The Army’s work developing a fully autonomous turret is informing officials push to address logistics challenges for future weapon systems by building in new maintenance capabilities from initial technology stages, the service’s top acquisition official said Wednesday.
Bruce Jette, the Assistant Secretary of the Army for Acquisition, Logistics and Technology, told attendees at an Association of the United States Army event that modernization programs will require new resupply and autoload tools from industry.
“I want to make a turret than can find an enemy, generate a firing solution and engage the enemy faster than they can even realize that I’m present. That’s where I want to go,” Jette said. “If I’m going to do an autoloader, it becomes something else that I have to maintain. If I make a robotic loader, maybe it can load the system.”
Jette used the example of Army’s fully automated turret technology initiative to illustrate the emphasis on solving logistical challenges before programs move into development.
“There are huge advantages that all being, right now, hampered by a lack of logistics concepts. How do I load the vehicle? How about I have a robotic vehicle that refuels?” Jette said. “How about we think of logistics as an integrated component of how we design a weapon system.

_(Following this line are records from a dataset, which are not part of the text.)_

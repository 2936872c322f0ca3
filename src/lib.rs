//! Stand-alone photovoltaic installation with battery storage: daily energy
//! balance, battery state-of-charge simulation and autonomy sizing sweep.

#[cfg(feature = "api")]
pub mod api;
pub mod config;
pub mod io;
/// Simulation engine: efficiency chain, balance, SoC recurrence and sweep.
pub mod sim;
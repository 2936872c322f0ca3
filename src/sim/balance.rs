//! Daily energy balance computation.

use serde::Serialize;

use super::types::GenerationSample;

/// Sign of a day's balance.
#[derive(Debug, Clone, Copy, PartialEq, Eq, Serialize)]
#[serde(rename_all = "snake_case")]
pub enum BalanceKind {
    /// Generation covers demand (`balance >= 0`).
    Surplus,
    /// Demand exceeds generation.
    Deficit,
}

impl BalanceKind {
    pub fn of(balance_kwh: f64) -> Self {
        if balance_kwh >= 0.0 {
            Self::Surplus
        } else {
            Self::Deficit
        }
    }
}

/// Generation and net balance for one day.
#[derive(Debug, Clone, Copy, PartialEq)]
pub struct DailyBalance {
    /// Generation scaled to the installed panel power (kWh).
    pub generation_kwh: f64,
    /// Generation minus demand (kWh, may be negative).
    pub balance_kwh: f64,
}

impl DailyBalance {
    pub fn balance_wh(&self) -> f64 {
        self.balance_kwh * 1000.0
    }

    pub fn kind(&self) -> BalanceKind {
        BalanceKind::of(self.balance_kwh)
    }
}

/// Scales the 1 kW reference generation to `panel_power_kw` and subtracts demand.
///
/// # Arguments
///
/// * `sample` - Reference generation for the day
/// * `panel_power_kw` - Installed panel power (kW)
/// * `demand_kwh` - Equivalent daily demand (kWh)
pub fn compute_balance(
    sample: &GenerationSample,
    panel_power_kw: f64,
    demand_kwh: f64,
) -> DailyBalance {
    let generation_kwh = sample.energy_1kw_kwh * panel_power_kw;
    DailyBalance {
        generation_kwh,
        balance_kwh: generation_kwh - demand_kwh,
    }
}
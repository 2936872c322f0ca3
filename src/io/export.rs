//! CSV export for per-day results and the autonomy sweep.

use std::fs::File;
use std::io::{self, Write};
use std::path::Path;

use crate::sim::sweep::SweepTable;
use crate::sim::types::DayResult;

/// Column header for the per-day table.
const DAYS_HEADER: &str = "date,consumption_kwh,generation_kwh,demand_kwh,balance_kwh,\
                           soc_wh,soc_pct,below_min";

/// Column header for the sweep table.
const SWEEP_HEADER: &str = "battery_capacity_wh,panel_power_kw,panel_label,days_below_min";

/// Exports per-day results to a CSV file at the given path.
///
/// # Errors
///
/// Returns an `io::Error` if file creation or writing fails.
pub fn export_days_csv(days: &[DayResult], path: &Path) -> io::Result<()> {
    let file = File::create(path)?;
    write_days_csv(days, io::BufWriter::new(file))
}

/// Writes per-day results as CSV to any writer, one row per day.
///
/// # Errors
///
/// Returns an `io::Error` if writing fails.
pub fn write_days_csv(days: &[DayResult], writer: impl Write) -> io::Result<()> {
    let mut wtr = csv::WriterBuilder::new().from_writer(writer);
    wtr.write_record(DAYS_HEADER.split(',').map(str::trim))?;

    for d in days {
        wtr.write_record(&[
            d.date.to_string(),
            format!("{:.4}", d.consumption_kwh),
            format!("{:.4}", d.generation_kwh),
            format!("{:.4}", d.demand_kwh),
            format!("{:.4}", d.balance_kwh),
            format!("{:.2}", d.soc_wh),
            format!("{:.2}", d.soc_pct),
            d.below_min.to_string(),
        ])?;
    }

    wtr.flush()?;
    Ok(())
}

/// Exports the sweep table to a CSV file at the given path.
///
/// # Errors
///
/// Returns an `io::Error` if file creation or writing fails.
pub fn export_sweep_csv(table: &SweepTable, path: &Path) -> io::Result<()> {
    let file = File::create(path)?;
    write_sweep_csv(table, io::BufWriter::new(file))
}

/// Writes the sweep table as CSV to any writer, one row per cell.
///
/// # Errors
///
/// Returns an `io::Error` if writing fails.
pub fn write_sweep_csv(table: &SweepTable, writer: impl Write) -> io::Result<()> {
    let mut wtr = csv::WriterBuilder::new().from_writer(writer);
    wtr.write_record(SWEEP_HEADER.split(','))?;

    for c in &table.cells {
        wtr.write_record(&[
            format!("{}", c.battery_capacity_wh),
            format!("{}", c.panel_power_kw),
            c.panel_label.clone(),
            c.days_below_min.to_string(),
        ])?;
    }

    wtr.flush()?;
    Ok(())
}

#[cfg(test)]
mod tests {
    use chrono::{Days, NaiveDate};

    use super::*;
    use crate::sim::sweep::SweepCell;

    fn make_day(i: u64) -> DayResult {
        DayResult {
            date: NaiveDate::from_ymd_opt(2024, 1, 1).unwrap() + Days::new(i),
            consumption_kwh: 1.0,
            generation_kwh: 2.5,
            demand_kwh: 1.3,
            balance_kwh: 1.2,
            soc_wh: 1500.0,
            soc_pct: 75.0,
            below_min: false,
        }
    }

    #[test]
    fn days_header_and_row_count() {
        let days: Vec<DayResult> = (0..10).map(make_day).collect();
        let mut buf = Vec::new();
        write_days_csv(&days, &mut buf).ok();
        let output = String::from_utf8(buf).unwrap_or_default();
        let lines: Vec<&str> = output.lines().collect();
        assert_eq!(
            lines[0],
            "date,consumption_kwh,generation_kwh,demand_kwh,balance_kwh,soc_wh,soc_pct,below_min"
        );
        assert_eq!(lines.len(), 11);
        assert_eq!(lines[1], "2024-01-01,1.0000,2.5000,1.3000,1.2000,1500.00,75.00,false");
    }

    #[test]
    fn sweep_rows_parse_back() {
        let table = SweepTable {
            demand_kwh: 1.0,
            dod_pct: 80.0,
            cells: vec![
                SweepCell {
                    battery_capacity_wh: 600.0,
                    panel_power_kw: 0.4,
                    panel_label: "2 × 200W".to_string(),
                    days_below_min: 12,
                },
                SweepCell {
                    battery_capacity_wh: 600.0,
                    panel_power_kw: 0.5,
                    panel_label: "2 × 250W".to_string(),
                    days_below_min: 7,
                },
            ],
        };
        let mut buf = Vec::new();
        write_sweep_csv(&table, &mut buf).ok();

        let mut rdr = csv::ReaderBuilder::new().from_reader(buf.as_slice());
        let rows: Vec<csv::StringRecord> = rdr.records().filter_map(Result::ok).collect();
        assert_eq!(rows.len(), 2);
        assert_eq!(&rows[0][2], "2 × 200W");
        assert_eq!(rows[1][3].parse::<usize>().ok(), Some(7));
    }
}
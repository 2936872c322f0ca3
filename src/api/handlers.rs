//! Request handlers for the API endpoints.

use std::sync::Arc;

use axum::Json;
use axum::extract::{Query, State};
use axum::http::StatusCode;
use axum::response::IntoResponse;

use super::AppState;
use super::types::{DayRecord, DaysQuery, ErrorResponse, SummaryResponse};

/// `GET /summary` → 200 + `SummaryResponse` JSON
pub async fn get_summary(State(state): State<Arc<AppState>>) -> Json<SummaryResponse> {
    Json(SummaryResponse {
        parameters: state.parameters.clone(),
        derived: state.result.derived,
        summary: state.summary.clone(),
    })
}

/// Returns day records, optionally filtered by date range.
///
/// `GET /days` → 200 + `Vec<DayRecord>` JSON
/// `GET /days?from=2024-01-01&to=2024-01-31` → filtered range (inclusive)
/// `GET /days?from=2024-02-01&to=2024-01-01` → 400 + `ErrorResponse`
pub async fn get_days(
    State(state): State<Arc<AppState>>,
    Query(query): Query<DaysQuery>,
) -> impl IntoResponse {
    if let (Some(from), Some(to)) = (query.from, query.to) {
        if from > to {
            return Err((
                StatusCode::BAD_REQUEST,
                Json(ErrorResponse {
                    error: format!("`from` ({from}) must be <= `to` ({to})"),
                }),
            ));
        }
    }

    let records: Vec<DayRecord> = state
        .result
        .days
        .iter()
        .filter(|d| query.from.is_none_or(|from| d.date >= from))
        .filter(|d| query.to.is_none_or(|to| d.date <= to))
        .map(DayRecord::from)
        .collect();

    Ok(Json(records))
}

/// `GET /sweep` → 200 + `SweepTable` JSON, or 404 when the sweep was skipped.
pub async fn get_sweep(State(state): State<Arc<AppState>>) -> impl IntoResponse {
    match &state.sweep {
        Some(table) => Ok(Json(table.clone())),
        None => Err((
            StatusCode::NOT_FOUND,
            Json(ErrorResponse {
                error: "autonomy sweep was not run".to_string(),
            }),
        )),
    }
}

Maybe it can load itself, or one robot can load another robot.”
An autonomous turret would eventually lead to soldiers being taken out of those tanks, which Jette said creates the question of how maintenance would be performed moving forward.

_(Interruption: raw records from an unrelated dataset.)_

//! REST API for simulation results.
//!
//! Provides three GET endpoints:
//! - `/summary`: parameters, derived quantities and summary report
//! - `/days`: per-day results with optional date range filtering
//! - `/sweep`: autonomy sweep table

mod handlers;
mod types;

use std::net::SocketAddr;
use std::sync::Arc;

use axum::Router;
use axum::routing::get;

use crate::sim::kpi::SummaryReport;
use crate::sim::sweep::SweepTable;
use crate::sim::types::{SimulationParameters, SimulationResult};

/// Immutable application state shared across all request handlers.
///
/// Constructed once after the simulation run completes and wrapped in
/// `Arc`; no locks needed since all data is read-only.
#[derive(Debug)]
pub struct AppState {
    /// Parameter set used for this run.
    pub parameters: SimulationParameters,
    /// Summary of the single-scenario run.
    pub summary: SummaryReport,
    /// Single-scenario result.
    pub result: SimulationResult,
    /// Sweep table, absent when the sweep was skipped.
    pub sweep: Option<SweepTable>,
}

/// Builds the axum router with all API routes.
pub fn router(state: Arc<AppState>) -> Router {
    Router::new()
        .route("/summary", get(handlers::get_summary))
        .route("/days", get(handlers::get_days))
        .route("/sweep", get(handlers::get_sweep))
        .with_state(state)
}

/// Binds to the given address and serves the API.
///
/// # Errors
///
/// Returns an `io::Error` if the listener cannot bind or the server fails.
pub async fn serve(state: Arc<AppState>, addr: SocketAddr) -> std::io::Result<()> {
    let app = router(state);
    let listener = tokio::net::TcpListener::bind(addr).await?;
    tracing::info!(%addr, "API server listening");
    axum::serve(listener, app).await
}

“You want to know where the resistance is? If you take three people out of everyone of those tanks, who’s going to maintain the tank?” Jette said. “My answer is, what we’re going to do is think deeper about logistics.”

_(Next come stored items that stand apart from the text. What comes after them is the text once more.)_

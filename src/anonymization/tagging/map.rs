//! Entity map: the audit record binding tags to stored values

use super::allocator::Tag;
use crate::anonymization::models::EntityType;
use crate::anonymization::policy::Mode;
use crate::domain::Result;
use chrono::{DateTime, Utc};
use serde::{Deserialize, Serialize};
use std::collections::{BTreeMap, BTreeSet};
use std::fmt::Write as _;

/// Map format version written into every JSON map
pub const MAP_FORMAT_VERSION: &str = "1.0";

/// One tag and what it stands for
#[derive(Debug, Clone, PartialEq, Serialize, Deserialize)]
pub struct MapEntry {
    #[serde(rename = "type")]
    pub entity_type: EntityType,
    pub tag: Tag,
    /// Stored value according to the active storage policy
    pub value: String,
    /// Number of times the tag occurs in the tagged text
    pub occurrences: usize,
    /// Distinct surface forms (recorded only for fully stored values)
    #[serde(default, skip_serializing_if = "Vec::is_empty")]
    pub variants: Vec<String>,
}

/// Ordered map of tags to stored values
#[derive(Debug, Clone, Serialize, Deserialize)]
pub struct EntityMap {
    pub version: String,
    pub generated_at: DateTime<Utc>,
    pub document: String,
    pub mode: Mode,
    entities: Vec<MapEntry>,
    #[serde(default)]
    counts: BTreeMap<EntityType, usize>,
}

impl EntityMap {
    pub fn new(document: impl Into<String>, mode: Mode) -> Self {
        Self {
            version: MAP_FORMAT_VERSION.to_string(),
            generated_at: Utc::now(),
            document: document.into(),
            mode,
            entities: Vec::new(),
            counts: BTreeMap::new(),
        }
    }

    /// Insert an entry, keeping entries ordered by type then sequence number.
    /// An entry with an already present tag replaces the old one.
    pub fn insert(&mut self, entry: MapEntry) {
        match self.entities.binary_search_by(|e| e.tag.cmp(&entry.tag)) {
            Ok(pos) => self.entities[pos] = entry,
            Err(pos) => self.entities.insert(pos, entry),
        }
        self.refresh_counts();
    }

    /// Remove the entry for `tag`
    pub fn remove(&mut self, tag: &Tag) -> Option<MapEntry> {
        let pos = self.entities.iter().position(|e| &e.tag == tag)?;
        let removed = self.entities.remove(pos);
        self.refresh_counts();
        Some(removed)
    }

    pub fn get(&self, tag: &Tag) -> Option<&MapEntry> {
        self.entities
            .binary_search_by(|e| e.tag.cmp(tag))
            .ok()
            .map(|pos| &self.entities[pos])
    }

    /// Reverse lookup: the tag whose stored value equals `value`.
    /// Redacted and partially stored values are not unique and never match.
    pub fn tag_for_value(&self, entity_type: EntityType, value: &str) -> Option<Tag> {
        self.entities
            .iter()
            .find(|e| e.entity_type == entity_type && e.value == value && !e.variants.is_empty())
            .map(|e| e.tag)
    }

    pub fn entries(&self) -> &[MapEntry] {
        &self.entities
    }

    pub fn len(&self) -> usize {
        self.entities.len()
    }

    pub fn is_empty(&self) -> bool {
        self.entities.is_empty()
    }

    pub fn tags(&self) -> BTreeSet<Tag> {
        self.entities.iter().map(|e| e.tag).collect()
    }

    /// Set the occurrence count of every entry
    pub fn set_occurrences(&mut self, counts: &BTreeMap<Tag, usize>) {
        for entry in &mut self.entities {
            entry.occurrences = counts.get(&entry.tag).copied().unwrap_or(0);
        }
        self.refresh_counts();
    }

    /// Occurrence totals per entity type
    pub fn counts(&self) -> &BTreeMap<EntityType, usize> {
        &self.counts
    }

    fn refresh_counts(&mut self) {
        self.counts.clear();
        for entry in &self.entities {
            *self.counts.entry(entry.entity_type).or_insert(0) += entry.occurrences;
        }
    }

    /// Serialize to pretty JSON
    pub fn to_json(&self) -> Result<String> {
        Ok(serde_json::to_string_pretty(self)?)
    }

    /// Parse a JSON map written by [`EntityMap::to_json`]
    pub fn from_json(content: &str) -> Result<Self> {
        let mut map: EntityMap = serde_json::from_str(content)?;
        map.entities.sort_by(|a, b| a.tag.cmp(&b.tag));
        map.refresh_counts();
        Ok(map)
    }

    /// Flattened plain-text rendering, one section per entity type
    pub fn render_text(&self) -> String {
        let mut out = String::new();
        let _ = writeln!(out, "ENTITY MAP  {}", self.document);
        let _ = writeln!(
            out,
            "mode: {}  generated: {}",
            self.mode,
            self.generated_at.to_rfc3339()
        );

        let mut current: Option<EntityType> = None;
        for entry in &self.entities {
            if current != Some(entry.entity_type) {
                current = Some(entry.entity_type);
                let header = entry.entity_type.label();
                let _ = writeln!(out);
                let _ = writeln!(out, "{header}");
                let _ = writeln!(out, "{}", "-".repeat(header.len()));
            }
            let _ = writeln!(out, "{}: {}", entry.tag.token(), entry.value);
            if entry.entity_type == EntityType::Person {
                for variant in entry.variants.iter().filter(|v| **v != entry.value) {
                    let _ = writeln!(out, "  - {variant}");
                }
            }
        }

        if !self.counts.is_empty() {
            let _ = writeln!(out);
            let _ = writeln!(out, "COUNTS");
            let _ = writeln!(out, "------");
            for (entity_type, count) in &self.counts {
                let _ = writeln!(out, "{entity_type}: {count}");
            }
        }
        out
    }
}

#[cfg(test)]
mod tests {
    use super::*;

    fn entry(entity_type: EntityType, seq: u32, value: &str, occurrences: usize) -> MapEntry {
        MapEntry {
            entity_type,
            tag: Tag::new(entity_type, seq),
            value: value.to_string(),
            occurrences,
            variants: vec![value.to_string()],
        }
    }

    #[test]
    fn test_entries_are_ordered_by_type_then_sequence() {
        let mut map = EntityMap::new("doc.txt", Mode::Test);
        map.insert(entry(EntityType::Phone, 1, "777 123 456", 1));
        map.insert(entry(EntityType::Person, 2, "Eva Malá", 1));
        map.insert(entry(EntityType::Person, 1, "Jan Novák", 3));

        let tags: Vec<String> = map.entries().iter().map(|e| e.tag.to_string()).collect();
        assert_eq!(tags, vec!["PERSON_1", "PERSON_2", "PHONE_1"]);
        assert_eq!(map.counts().get(&EntityType::Person), Some(&4));
    }

    #[test]
    fn test_lookups() {
        let mut map = EntityMap::new("doc.txt", Mode::Test);
        map.insert(entry(EntityType::Email, 1, "jan@example.cz", 1));

        let tag = Tag::new(EntityType::Email, 1);
        assert_eq!(map.get(&tag).unwrap().value, "jan@example.cz");
        assert_eq!(map.tag_for_value(EntityType::Email, "jan@example.cz"), Some(tag));
        assert_eq!(map.tag_for_value(EntityType::Phone, "jan@example.cz"), None);

        assert!(map.remove(&tag).is_some());
        assert!(map.is_empty());
    }

    #[test]
    fn test_json_round_trip() {
        let mut map = EntityMap::new("smlouva.txt", Mode::Production);
        map.insert(entry(EntityType::BirthId, 1, "930715/1245", 2));

        let json = map.to_json().unwrap();
        assert!(json.contains("\"version\": \"1.0\""));
        assert!(json.contains("\"type\": \"BIRTH_ID\""));
        assert!(json.contains("\"tag\": \"BIRTH_ID_1\""));

        let back = EntityMap::from_json(&json).unwrap();
        assert_eq!(back.entries(), map.entries());
        assert_eq!(back.mode, Mode::Production);
    }

    #[test]
    fn test_render_text_lists_person_variants() {
        let mut map = EntityMap::new("doc.txt", Mode::Test);
        let mut person = entry(EntityType::Person, 1, "Jan Novák", 2);
        person.variants.push("Jana Nováka".to_string());
        map.insert(person);

        let text = map.render_text();
        assert!(text.contains("PERSON\n------\n[[PERSON_1]]: Jan Novák\n  - Jana Nováka"));
        assert!(text.contains("PERSON: 2"));
    }
}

Jette called the Army’s current autoloader capability “big and clunky” and asked industry to think of logistics solutions as “combat enablers.”
The Army’s work on a technology demonstrator for a fully autonomous 30mm turret is also addressing programming challenges to ensure algorithms are built for targeting assessments and account for reload capacity, according to Jette.
“It has an ‘on’ switch. That’s it. You flip the button on, it starts hunting for targets,” Jette said. “Notice I didn’t say it asks to fire. It just shoots.”